Originally Posted by apdrvya
I went with formufit for the fittings only. the piping came from lowes. bundle of 5 5' sections for 8-10bucks.
no sag under the weight I currently have on them and I don't think it would be an issue at 30"
No adhesive used. I actually expanded it by three levels so adhesive would have been a death trap...
I may have shrunk the uprights from 10 to 9 inches but I don't think it would have made a tremendous amount of difference in the overall..
any more questions, feel free to pm me
Thanks for the input and inspiration here... I just finished up two racks: a large one for myself and a smaller one for a friend.
- 1.25" fittings from USPlastic.com
- 1.25" schedule 40 10' pipe from Home Depot
- Risers: 9-1/16"
- Lengths: 29-15/16"
- Depths: 5"
Total cost (material, tax, shipping) for the 4x1 shelf was $74, for the 8x2 shelf was $202. The album linked below has pictures of the spreadsheets with complete cost breakdowns.
Full picture album here:
Some lessons learned...
- USPlastics.com was the least expensive site I could find for 1.25" furniture grade PVC fittings.

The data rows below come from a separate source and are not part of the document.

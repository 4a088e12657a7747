//! Best-effort session and harness resolution.
//!
//! When a client calls `register_agent` or `bind_session` without an
//! explicit session id, the server tries request headers first, then an
//! optional "most recently active unbound session" lookup against the
//! harness API. Resolution failures are never fatal.

use std::collections::HashSet;
use std::time::Duration;

use relay_protocol::Harness;
use serde::Deserialize;

use crate::{PushError, PushResult};

/// Header names scanned, in order, for a session id.
pub const SESSION_HEADER_CANDIDATES: &[&str] = &[
    "x-opencode-session-id",
    "x-opencode-sessionid",
    "x-opencode-session",
    "x-session-id",
    "x-sessionid",
];

/// First non-empty value among the candidate headers. Header names are
/// compared case-insensitively.
pub fn session_from_headers<'a, I>(headers: I) -> Option<String>
where
    I: IntoIterator<Item = (&'a str, &'a str)> + Clone,
{
    for candidate in SESSION_HEADER_CANDIDATES {
        for (name, value) in headers.clone() {
            if name.eq_ignore_ascii_case(candidate) && !value.trim().is_empty() {
                return Some(value.trim().to_owned());
            }
        }
    }
    None
}

/// Infer the harness from environment variables known to be set by each
/// harness. `RELAY_HARNESS` wins when it parses.
pub fn harness_from_env() -> Harness {
    harness_from_lookup(|name| std::env::var(name).ok())
}

/// Testable core of [`harness_from_env`].
pub fn harness_from_lookup(lookup: impl Fn(&str) -> Option<String>) -> Harness {
    if let Some(explicit) = lookup("RELAY_HARNESS")
        && let Ok(harness) = explicit.parse::<Harness>()
    {
        return harness;
    }
    if lookup("CLAUDECODE").is_some_and(|v| !v.trim().is_empty()) {
        return Harness::ClaudeCode;
    }
    if lookup("OPENCODE").is_some_and(|v| !v.trim().is_empty()) {
        return Harness::Opencode;
    }
    if lookup("CODEX_HOME").is_some_and(|v| !v.trim().is_empty()) {
        return Harness::Codex;
    }
    Harness::Generic
}

#[derive(Debug, Deserialize)]
struct SessionSummary {
    #[serde(default)]
    id: String,
    #[serde(default)]
    time: SessionTime,
}

#[derive(Debug, Default, Deserialize)]
struct SessionTime {
    #[serde(default)]
    updated: i64,
}

/// Looks up the most recently active session that is not yet bound to an
/// agent, within a bounded recency window.
pub struct SessionResolver {
    base_url: String,
    client: reqwest::Client,
    window: Duration,
}

impl SessionResolver {
    pub fn new(base_url: &str, timeout: Duration, window: Duration) -> Self {
        let base_url = base_url.trim().trim_end_matches('/').to_owned();
        let timeout = if timeout.is_zero() {
            Duration::from_secs(10)
        } else {
            timeout
        };
        let window = if window.is_zero() {
            Duration::from_secs(15 * 60)
        } else {
            window
        };
        let client = reqwest::Client::builder()
            .timeout(timeout)
            .build()
            .unwrap_or_default();
        Self {
            base_url,
            client,
            window,
        }
    }

    pub fn enabled(&self) -> bool {
        !self.base_url.is_empty()
    }

    /// The most recently updated session id that is non-empty, not in
    /// `bound`, and updated within the recency window.
    pub async fn find_latest_unbound(&self, bound: &HashSet<String>) -> PushResult<Option<String>> {
        if !self.enabled() {
            return Ok(None);
        }

        let url = format!("{}/session", self.base_url);
        let response = self
            .client
            .get(&url)
            .send()
            .await
            .map_err(|error| PushError::Request(format!("request session list: {error}")))?;
        if !response.status().is_success() {
            return Err(PushError::Request(format!(
                "session list status {}",
                response.status()
            )));
        }
        let mut sessions: Vec<SessionSummary> = response
            .json()
            .await
            .map_err(|error| PushError::Request(format!("decode session list: {error}")))?;
        if sessions.is_empty() {
            return Ok(None);
        }

        sessions.sort_by(|a, b| b.time.updated.cmp(&a.time.updated));

        let now_millis = now_unix_millis();
        let window_millis = self.window.as_millis() as i64;
        for session in sessions {
            let id = session.id.trim();
            if id.is_empty() || bound.contains(id) {
                continue;
            }
            let Some(updated_millis) = unix_maybe_millis(session.time.updated) else {
                continue;
            };
            if now_millis.saturating_sub(updated_millis) > window_millis {
                continue;
            }
            return Ok(Some(id.to_owned()));
        }
        Ok(None)
    }
}

fn now_unix_millis() -> i64 {
    std::time::SystemTime::now()
        .duration_since(std::time::UNIX_EPOCH)
        .map(|elapsed| elapsed.as_millis() as i64)
        .unwrap_or(0)
}

/// Harness session timestamps are milliseconds since the epoch, but older
/// builds reported seconds.
fn unix_maybe_millis(value: i64) -> Option<i64> {
    if value <= 0 {
        return None;
    }
    if value > 1_000_000_000_000 {
        Some(value)
    } else {
        Some(value * 1000)
    }
}
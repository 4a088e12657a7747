//! Strict argument extraction for tool calls.
//!
//! Arguments arrive as a JSON object of strings. Integer-valued inputs
//! are parsed from their string form with explicit bounds; parse failures
//! surface as invalid-argument errors.

use relay_protocol::{RelayError, RelayResult};
use serde_json::Value;

const MAX_LIMIT: usize = 500;
const MAX_INT: i64 = 1_000_000;

fn raw(args: &Value, name: &str) -> Option<String> {
    match args.get(name)? {
        Value::String(s) => Some(s.clone()),
        Value::Number(n) => Some(n.to_string()),
        Value::Bool(b) => Some(b.to_string()),
        Value::Null => None,
        _ => None,
    }
}

/// Trimmed string argument, `None` when absent or blank.
pub(crate) fn optional_str(args: &Value, name: &str) -> Option<String> {
    raw(args, name)
        .map(|value| value.trim().to_owned())
        .filter(|value| !value.is_empty())
}

/// Untrimmed string argument, empty when absent.
pub(crate) fn raw_str(args: &Value, name: &str) -> String {
    raw(args, name).unwrap_or_default()
}

/// Required, non-blank string argument.
pub(crate) fn required_str(args: &Value, name: &str) -> RelayResult<String> {
    optional_str(args, name)
        .ok_or_else(|| RelayError::InvalidArgument(format!("{name} is required")))
}

fn parse_int(args: &Value, name: &str) -> RelayResult<Option<i64>> {
    let Some(raw) = raw(args, name) else {
        return Ok(None);
    };
    let trimmed = raw.trim();
    if trimmed.is_empty() {
        return Ok(None);
    }
    let parsed: i64 = trimmed
        .parse()
        .map_err(|_| RelayError::InvalidArgument(format!("invalid {name}: {trimmed}")))?;
    if !(-MAX_INT..=MAX_INT).contains(&parsed) {
        return Err(RelayError::InvalidArgument(format!(
            "invalid {name}: {trimmed} (out of range)"
        )));
    }
    Ok(Some(parsed))
}

/// Result-size argument: absent, blank, or non-positive falls back to
/// `default`; anything above the cap is clamped.
pub(crate) fn limit_arg(args: &Value, name: &str, default: usize) -> RelayResult<usize> {
    let Some(parsed) = parse_int(args, name)? else {
        return Ok(default);
    };
    if parsed <= 0 {
        return Ok(default);
    }
    Ok((parsed as usize).min(MAX_LIMIT))
}

/// Plain bounded integer argument with a default for absent values.
/// Zero and negatives are preserved, unlike [`limit_arg`].
pub(crate) fn int_arg(args: &Value, name: &str, default: i64) -> RelayResult<i64> {
    Ok(parse_int(args, name)?.unwrap_or(default))
}

#[cfg(test)]
mod tests {
    use serde_json::json;

    use super::*;

    #[test]
    fn strings_are_trimmed_and_blank_means_absent() {
        let args = json!({"name": "  alice  ", "blank": "   "});
        assert_eq!(optional_str(&args, "name").as_deref(), Some("alice"));
        assert!(optional_str(&args, "blank").is_none());
        assert!(optional_str(&args, "missing").is_none());
        assert!(required_str(&args, "blank").is_err());
    }

    #[test]
    fn limits_parse_with_defaults_and_caps() {
        assert_eq!(limit_arg(&json!({}), "max", 10).unwrap(), 10);
        assert_eq!(limit_arg(&json!({"max": "25"}), "max", 10).unwrap(), 25);
        assert_eq!(limit_arg(&json!({"max": "0"}), "max", 10).unwrap(), 10);
        assert_eq!(limit_arg(&json!({"max": "9999"}), "max", 10).unwrap(), 500);
        assert_eq!(limit_arg(&json!({"max": 7}), "max", 10).unwrap(), 7);

        let err = limit_arg(&json!({"max": "lots"}), "max", 10).unwrap_err();
        assert!(err.to_string().contains("invalid max: lots"));
        assert_eq!(limit_arg(&json!({"max": "-3"}), "max", 10).unwrap(), 10);
    }

    #[test]
    fn int_arg_preserves_zero() {
        assert_eq!(int_arg(&json!({}), "min_count", 2).unwrap(), 2);
        assert_eq!(int_arg(&json!({"min_count": "0"}), "min_count", 2).unwrap(), 0);
        assert_eq!(int_arg(&json!({"min_count": "5"}), "min_count", 2).unwrap(), 5);
    }
}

- Schedule 40 PVC pipe is 3-4x cheaper than furniture grade pipe, and easily sufficient for this purpose.
- Making the length segments ~30" works very nicely with 5' or 10' pipe segments.
- You're going to be cutting a lot of pipe, I made almost 150 cuts. A decent mitre saw makes this really fast and easy. Be sure to account of the width of the blade when measuring and cutting.
- Making the risers ~9" (vs. 10" as others have done) is sufficient to provide 0.5" clearance on the largest 9" diameter discs and will save you overall height.
- On schedule-40 pipe there will usually be an ugly line of printing, when assembling make sure you orient the pipe such that the printing is facing the back so it won't show.
- Assemble all the horizontal shelves first, then put the risers in one level at a time and build your way up.
- No adhesive necessary, and probably a bad idea anyway if you want to expand later. The fittings are plenty snug on their own, in fact you'll probably want to use a rubber mallet to get the pieces all flush.
No weather stripping on mine for now, not convinced I need it yet.